* Activity:
Only lines containing "every" are wanted from the data below. Copy those lines.

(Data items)
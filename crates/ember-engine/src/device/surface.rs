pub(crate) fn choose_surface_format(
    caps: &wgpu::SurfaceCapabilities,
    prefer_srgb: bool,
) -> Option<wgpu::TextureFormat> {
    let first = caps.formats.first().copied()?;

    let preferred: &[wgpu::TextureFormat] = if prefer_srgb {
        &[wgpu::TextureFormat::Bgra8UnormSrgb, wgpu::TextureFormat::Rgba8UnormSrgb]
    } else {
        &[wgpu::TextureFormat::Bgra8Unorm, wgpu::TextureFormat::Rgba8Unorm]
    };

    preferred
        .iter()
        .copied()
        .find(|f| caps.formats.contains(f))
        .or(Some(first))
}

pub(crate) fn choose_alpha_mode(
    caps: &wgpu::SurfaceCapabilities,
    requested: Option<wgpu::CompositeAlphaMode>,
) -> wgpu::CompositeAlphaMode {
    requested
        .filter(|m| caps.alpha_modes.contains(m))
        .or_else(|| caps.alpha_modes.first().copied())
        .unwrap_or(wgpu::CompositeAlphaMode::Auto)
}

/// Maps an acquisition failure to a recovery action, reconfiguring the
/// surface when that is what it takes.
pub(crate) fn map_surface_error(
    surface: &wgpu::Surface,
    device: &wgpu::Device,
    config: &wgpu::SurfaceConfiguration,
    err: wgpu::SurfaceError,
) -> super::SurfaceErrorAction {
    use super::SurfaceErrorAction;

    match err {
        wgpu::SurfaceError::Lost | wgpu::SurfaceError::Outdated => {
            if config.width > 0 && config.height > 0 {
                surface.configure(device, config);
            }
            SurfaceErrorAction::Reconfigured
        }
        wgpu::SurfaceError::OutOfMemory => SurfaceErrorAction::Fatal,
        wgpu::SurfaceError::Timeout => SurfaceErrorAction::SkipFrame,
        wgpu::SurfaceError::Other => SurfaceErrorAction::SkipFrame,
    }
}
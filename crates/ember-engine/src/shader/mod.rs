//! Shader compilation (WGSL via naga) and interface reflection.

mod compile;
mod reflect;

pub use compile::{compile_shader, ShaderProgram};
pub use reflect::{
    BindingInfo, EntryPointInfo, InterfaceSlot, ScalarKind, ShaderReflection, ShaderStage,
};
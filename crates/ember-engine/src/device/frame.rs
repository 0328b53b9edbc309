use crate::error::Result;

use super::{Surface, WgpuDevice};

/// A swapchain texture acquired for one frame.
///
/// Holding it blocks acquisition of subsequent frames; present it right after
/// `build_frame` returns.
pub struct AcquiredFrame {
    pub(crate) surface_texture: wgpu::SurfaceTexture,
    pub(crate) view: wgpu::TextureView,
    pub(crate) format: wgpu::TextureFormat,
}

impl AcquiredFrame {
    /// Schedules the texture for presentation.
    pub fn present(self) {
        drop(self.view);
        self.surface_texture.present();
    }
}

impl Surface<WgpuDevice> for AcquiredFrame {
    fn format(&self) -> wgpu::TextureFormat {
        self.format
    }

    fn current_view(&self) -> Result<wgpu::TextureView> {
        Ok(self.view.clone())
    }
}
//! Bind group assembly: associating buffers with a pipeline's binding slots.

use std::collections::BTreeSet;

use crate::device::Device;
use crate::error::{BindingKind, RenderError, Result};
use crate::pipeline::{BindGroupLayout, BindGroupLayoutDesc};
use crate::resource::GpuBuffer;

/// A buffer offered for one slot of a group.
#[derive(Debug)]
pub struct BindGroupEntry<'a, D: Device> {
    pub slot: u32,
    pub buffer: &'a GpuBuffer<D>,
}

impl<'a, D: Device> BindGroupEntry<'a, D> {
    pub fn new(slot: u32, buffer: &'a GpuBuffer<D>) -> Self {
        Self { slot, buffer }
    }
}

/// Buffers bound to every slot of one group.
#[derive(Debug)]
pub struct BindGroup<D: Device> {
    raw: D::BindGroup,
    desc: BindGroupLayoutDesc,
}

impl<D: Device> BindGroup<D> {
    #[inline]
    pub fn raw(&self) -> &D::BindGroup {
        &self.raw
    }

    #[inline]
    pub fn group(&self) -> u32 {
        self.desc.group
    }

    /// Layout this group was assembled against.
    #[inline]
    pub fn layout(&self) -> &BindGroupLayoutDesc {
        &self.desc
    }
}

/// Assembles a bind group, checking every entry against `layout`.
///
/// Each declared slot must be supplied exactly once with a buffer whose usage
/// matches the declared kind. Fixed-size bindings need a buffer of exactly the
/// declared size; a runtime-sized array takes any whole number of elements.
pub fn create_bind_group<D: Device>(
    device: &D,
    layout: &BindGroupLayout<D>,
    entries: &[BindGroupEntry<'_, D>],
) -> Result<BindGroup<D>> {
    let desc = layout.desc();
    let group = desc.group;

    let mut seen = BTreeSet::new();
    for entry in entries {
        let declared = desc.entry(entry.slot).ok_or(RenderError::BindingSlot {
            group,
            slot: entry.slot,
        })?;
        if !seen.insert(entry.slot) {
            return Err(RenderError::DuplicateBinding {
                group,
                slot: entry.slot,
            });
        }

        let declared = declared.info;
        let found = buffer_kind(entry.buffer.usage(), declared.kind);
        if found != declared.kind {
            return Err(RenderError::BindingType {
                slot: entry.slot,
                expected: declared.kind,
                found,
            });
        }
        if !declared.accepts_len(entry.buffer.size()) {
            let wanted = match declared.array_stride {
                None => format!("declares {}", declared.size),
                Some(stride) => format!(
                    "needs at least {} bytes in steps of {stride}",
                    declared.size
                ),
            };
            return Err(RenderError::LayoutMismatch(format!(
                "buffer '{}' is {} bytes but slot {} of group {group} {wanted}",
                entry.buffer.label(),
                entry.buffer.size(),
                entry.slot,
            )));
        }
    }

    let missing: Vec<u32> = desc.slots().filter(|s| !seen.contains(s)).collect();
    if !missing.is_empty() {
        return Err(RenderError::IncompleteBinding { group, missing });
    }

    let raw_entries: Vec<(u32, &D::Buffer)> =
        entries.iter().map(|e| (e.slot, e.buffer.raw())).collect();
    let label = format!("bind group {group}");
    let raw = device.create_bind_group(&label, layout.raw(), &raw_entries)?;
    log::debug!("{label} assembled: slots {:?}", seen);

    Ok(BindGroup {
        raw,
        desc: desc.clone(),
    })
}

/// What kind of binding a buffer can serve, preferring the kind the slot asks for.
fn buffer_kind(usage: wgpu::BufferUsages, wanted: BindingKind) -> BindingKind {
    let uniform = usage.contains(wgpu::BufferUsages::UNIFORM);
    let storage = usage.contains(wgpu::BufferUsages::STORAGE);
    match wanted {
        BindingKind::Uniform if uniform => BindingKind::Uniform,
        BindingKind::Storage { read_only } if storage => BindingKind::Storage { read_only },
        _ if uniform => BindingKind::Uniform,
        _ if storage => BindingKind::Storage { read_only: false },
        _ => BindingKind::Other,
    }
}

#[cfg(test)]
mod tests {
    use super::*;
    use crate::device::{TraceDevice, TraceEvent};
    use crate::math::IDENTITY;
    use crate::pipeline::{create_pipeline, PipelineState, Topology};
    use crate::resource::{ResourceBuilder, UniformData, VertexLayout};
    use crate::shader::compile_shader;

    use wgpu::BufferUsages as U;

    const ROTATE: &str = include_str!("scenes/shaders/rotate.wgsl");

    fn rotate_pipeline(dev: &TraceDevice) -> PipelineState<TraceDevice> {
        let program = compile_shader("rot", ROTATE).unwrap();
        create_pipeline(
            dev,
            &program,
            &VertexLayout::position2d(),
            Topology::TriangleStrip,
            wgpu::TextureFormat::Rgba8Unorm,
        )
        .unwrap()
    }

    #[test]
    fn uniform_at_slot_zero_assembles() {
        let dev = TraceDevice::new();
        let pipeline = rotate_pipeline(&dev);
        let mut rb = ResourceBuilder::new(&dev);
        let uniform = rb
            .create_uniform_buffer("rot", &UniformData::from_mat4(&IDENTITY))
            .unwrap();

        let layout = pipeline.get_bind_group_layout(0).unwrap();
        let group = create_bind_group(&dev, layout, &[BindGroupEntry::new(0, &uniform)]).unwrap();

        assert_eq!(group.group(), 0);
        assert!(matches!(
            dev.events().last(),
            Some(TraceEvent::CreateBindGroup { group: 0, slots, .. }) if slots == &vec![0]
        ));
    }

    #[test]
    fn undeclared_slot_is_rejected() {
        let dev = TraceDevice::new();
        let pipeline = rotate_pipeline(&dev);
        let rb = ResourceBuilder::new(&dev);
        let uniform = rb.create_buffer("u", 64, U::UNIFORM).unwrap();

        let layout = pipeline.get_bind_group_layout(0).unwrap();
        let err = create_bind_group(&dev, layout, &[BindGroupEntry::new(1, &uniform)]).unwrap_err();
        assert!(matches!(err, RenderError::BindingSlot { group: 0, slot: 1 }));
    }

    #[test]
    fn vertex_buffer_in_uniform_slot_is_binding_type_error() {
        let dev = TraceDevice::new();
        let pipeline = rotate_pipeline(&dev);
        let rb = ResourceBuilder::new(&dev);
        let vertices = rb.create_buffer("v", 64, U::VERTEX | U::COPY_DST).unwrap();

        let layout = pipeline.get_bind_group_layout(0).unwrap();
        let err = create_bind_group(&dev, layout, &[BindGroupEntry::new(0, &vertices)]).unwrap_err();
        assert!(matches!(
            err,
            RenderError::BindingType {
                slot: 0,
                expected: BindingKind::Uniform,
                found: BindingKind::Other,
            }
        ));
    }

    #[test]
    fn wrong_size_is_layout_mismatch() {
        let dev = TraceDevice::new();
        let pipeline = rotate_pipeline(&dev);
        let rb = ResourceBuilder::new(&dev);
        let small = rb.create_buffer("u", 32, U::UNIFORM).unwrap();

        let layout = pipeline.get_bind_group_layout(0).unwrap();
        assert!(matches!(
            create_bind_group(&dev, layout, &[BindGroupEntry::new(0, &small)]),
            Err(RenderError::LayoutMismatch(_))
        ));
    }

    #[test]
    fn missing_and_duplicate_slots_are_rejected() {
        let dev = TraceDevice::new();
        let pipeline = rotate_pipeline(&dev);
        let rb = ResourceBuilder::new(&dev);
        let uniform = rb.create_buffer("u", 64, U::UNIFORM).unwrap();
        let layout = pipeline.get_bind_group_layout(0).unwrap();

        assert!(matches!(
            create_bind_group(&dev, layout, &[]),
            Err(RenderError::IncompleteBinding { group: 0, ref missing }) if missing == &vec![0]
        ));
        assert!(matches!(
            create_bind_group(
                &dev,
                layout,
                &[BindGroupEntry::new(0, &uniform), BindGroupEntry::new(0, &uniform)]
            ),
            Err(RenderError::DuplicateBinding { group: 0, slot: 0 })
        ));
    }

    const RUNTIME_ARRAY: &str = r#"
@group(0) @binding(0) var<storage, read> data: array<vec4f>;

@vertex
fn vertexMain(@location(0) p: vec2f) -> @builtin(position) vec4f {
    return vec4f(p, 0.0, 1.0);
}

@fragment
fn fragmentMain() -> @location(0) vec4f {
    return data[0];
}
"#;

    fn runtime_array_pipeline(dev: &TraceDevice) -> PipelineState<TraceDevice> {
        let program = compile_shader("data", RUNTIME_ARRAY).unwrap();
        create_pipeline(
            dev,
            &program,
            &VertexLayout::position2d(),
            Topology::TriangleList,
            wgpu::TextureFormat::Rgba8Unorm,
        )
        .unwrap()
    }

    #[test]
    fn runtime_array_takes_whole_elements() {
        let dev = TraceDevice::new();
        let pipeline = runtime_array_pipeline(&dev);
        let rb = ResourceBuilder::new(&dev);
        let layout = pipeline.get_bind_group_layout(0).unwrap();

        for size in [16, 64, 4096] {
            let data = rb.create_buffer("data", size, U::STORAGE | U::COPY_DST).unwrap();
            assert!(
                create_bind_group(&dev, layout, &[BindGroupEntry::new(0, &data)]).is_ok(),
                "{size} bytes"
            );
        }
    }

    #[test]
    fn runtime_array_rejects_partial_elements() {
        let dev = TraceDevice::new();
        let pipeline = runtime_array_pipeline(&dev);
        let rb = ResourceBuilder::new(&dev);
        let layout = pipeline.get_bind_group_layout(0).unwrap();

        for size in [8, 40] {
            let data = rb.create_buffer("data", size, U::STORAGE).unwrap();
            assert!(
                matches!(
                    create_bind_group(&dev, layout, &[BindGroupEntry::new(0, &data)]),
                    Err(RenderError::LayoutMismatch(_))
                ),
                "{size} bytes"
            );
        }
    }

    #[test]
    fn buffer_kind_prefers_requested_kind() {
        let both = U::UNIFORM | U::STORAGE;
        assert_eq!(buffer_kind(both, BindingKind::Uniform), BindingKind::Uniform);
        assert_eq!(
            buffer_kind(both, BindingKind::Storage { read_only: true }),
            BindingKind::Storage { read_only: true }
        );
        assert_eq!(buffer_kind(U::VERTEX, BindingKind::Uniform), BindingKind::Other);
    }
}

* Answer to this exercise:
/// Buffers bound to every slot of one group.
/// Assembles a bind group, checking every entry against `layout`.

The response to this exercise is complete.